Problem statement: Look through the listing below and report the lines that have the word "sempre" in them.

------ Data extracts ------

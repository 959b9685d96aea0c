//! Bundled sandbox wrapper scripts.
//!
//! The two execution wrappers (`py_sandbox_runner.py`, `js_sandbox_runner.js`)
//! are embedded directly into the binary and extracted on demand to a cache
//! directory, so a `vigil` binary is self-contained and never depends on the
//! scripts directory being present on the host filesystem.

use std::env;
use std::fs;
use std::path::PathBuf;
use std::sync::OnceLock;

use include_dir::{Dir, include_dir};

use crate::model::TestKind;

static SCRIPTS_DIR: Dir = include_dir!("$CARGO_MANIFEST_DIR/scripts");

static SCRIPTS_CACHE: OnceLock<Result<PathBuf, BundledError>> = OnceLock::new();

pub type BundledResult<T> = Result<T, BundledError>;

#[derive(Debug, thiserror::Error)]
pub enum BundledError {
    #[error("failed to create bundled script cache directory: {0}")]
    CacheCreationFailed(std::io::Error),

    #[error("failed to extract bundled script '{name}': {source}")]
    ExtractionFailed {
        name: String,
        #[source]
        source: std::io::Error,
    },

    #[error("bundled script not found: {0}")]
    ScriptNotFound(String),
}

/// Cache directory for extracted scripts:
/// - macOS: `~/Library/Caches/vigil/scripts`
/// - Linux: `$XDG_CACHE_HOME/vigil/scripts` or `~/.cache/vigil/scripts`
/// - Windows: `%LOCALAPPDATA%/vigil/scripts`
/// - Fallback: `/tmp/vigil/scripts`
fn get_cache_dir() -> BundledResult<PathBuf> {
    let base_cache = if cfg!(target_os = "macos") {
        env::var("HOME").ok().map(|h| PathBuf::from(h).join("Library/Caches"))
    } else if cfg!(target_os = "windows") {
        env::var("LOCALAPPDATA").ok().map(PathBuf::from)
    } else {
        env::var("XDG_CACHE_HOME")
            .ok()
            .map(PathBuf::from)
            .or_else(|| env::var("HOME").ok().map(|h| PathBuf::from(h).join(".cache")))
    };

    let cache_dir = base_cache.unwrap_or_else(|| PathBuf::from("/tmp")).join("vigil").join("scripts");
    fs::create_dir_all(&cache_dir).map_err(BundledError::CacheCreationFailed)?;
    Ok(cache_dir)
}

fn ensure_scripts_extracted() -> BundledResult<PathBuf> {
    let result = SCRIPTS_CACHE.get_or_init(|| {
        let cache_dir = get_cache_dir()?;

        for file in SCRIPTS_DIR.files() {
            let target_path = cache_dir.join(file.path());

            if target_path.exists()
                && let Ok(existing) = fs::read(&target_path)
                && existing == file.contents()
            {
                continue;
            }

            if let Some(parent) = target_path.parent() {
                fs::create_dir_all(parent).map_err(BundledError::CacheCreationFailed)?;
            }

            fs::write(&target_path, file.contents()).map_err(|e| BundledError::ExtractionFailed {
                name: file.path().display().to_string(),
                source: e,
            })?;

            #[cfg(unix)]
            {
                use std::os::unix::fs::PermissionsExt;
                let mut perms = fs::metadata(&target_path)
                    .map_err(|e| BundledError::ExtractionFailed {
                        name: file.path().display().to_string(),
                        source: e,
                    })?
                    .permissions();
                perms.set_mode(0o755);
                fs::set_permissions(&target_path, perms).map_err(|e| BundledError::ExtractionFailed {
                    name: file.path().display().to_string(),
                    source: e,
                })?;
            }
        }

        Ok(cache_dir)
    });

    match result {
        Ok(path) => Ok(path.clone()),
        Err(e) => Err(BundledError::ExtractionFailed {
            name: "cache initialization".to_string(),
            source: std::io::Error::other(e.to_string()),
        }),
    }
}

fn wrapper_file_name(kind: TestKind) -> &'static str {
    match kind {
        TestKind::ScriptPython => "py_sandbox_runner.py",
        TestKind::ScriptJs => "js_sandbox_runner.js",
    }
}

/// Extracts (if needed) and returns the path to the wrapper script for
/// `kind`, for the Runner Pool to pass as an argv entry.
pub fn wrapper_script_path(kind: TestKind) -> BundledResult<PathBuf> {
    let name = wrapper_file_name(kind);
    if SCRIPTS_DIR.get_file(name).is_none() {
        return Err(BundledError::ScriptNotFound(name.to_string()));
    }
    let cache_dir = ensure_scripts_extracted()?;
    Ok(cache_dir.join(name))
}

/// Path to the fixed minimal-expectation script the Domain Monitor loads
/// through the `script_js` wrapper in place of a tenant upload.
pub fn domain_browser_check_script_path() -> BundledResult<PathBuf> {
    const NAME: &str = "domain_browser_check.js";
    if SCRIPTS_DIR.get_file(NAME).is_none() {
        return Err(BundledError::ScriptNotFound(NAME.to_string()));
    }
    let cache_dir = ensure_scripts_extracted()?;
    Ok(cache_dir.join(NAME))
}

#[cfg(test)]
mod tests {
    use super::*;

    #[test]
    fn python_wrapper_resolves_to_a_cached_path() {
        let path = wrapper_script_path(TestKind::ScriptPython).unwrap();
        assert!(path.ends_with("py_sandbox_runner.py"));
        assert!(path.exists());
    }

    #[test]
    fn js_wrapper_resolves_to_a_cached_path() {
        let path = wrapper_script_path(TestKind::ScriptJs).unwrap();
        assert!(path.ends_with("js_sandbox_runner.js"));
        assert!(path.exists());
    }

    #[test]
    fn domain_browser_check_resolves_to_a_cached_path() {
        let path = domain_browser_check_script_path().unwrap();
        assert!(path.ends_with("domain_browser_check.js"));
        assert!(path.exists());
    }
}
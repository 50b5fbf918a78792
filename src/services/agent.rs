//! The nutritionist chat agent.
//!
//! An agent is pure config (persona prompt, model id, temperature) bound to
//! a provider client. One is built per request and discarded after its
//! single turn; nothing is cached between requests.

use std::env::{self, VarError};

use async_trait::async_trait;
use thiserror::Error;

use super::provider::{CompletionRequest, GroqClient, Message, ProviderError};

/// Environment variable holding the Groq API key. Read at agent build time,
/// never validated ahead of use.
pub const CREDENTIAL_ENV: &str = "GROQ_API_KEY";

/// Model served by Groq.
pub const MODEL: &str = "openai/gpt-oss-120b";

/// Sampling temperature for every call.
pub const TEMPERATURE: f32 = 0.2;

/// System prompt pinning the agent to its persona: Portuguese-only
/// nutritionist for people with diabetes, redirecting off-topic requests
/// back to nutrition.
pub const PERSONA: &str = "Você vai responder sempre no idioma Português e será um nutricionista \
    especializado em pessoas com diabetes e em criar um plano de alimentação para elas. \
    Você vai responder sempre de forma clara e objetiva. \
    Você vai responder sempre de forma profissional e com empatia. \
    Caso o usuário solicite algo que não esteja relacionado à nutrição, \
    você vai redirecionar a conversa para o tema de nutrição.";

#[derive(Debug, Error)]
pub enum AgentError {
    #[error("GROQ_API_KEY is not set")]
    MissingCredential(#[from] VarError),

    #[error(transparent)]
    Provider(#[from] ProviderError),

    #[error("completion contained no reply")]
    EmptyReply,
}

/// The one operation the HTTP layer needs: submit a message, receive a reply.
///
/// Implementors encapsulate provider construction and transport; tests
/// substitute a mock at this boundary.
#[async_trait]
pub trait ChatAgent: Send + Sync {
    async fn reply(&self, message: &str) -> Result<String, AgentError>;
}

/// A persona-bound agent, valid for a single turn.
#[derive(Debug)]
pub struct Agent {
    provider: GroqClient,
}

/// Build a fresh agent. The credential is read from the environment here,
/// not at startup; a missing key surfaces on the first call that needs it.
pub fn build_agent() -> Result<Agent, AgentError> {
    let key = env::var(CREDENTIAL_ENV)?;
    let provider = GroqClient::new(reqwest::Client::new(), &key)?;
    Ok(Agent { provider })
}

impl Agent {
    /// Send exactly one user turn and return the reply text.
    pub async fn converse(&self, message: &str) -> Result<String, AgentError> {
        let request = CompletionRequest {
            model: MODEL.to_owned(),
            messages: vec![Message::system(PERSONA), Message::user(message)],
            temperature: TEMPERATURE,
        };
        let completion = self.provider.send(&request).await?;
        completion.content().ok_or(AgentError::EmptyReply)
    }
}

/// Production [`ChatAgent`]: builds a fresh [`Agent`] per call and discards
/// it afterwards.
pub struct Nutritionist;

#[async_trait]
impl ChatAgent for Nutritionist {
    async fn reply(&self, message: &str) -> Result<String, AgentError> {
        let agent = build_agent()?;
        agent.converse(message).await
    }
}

------

Answer section:
pub const PERSONA: &str = "Você vai responder sempre no idioma Português e será um nutricionista \
    Você vai responder sempre de forma clara e objetiva. \
    Você vai responder sempre de forma profissional e com empatia. \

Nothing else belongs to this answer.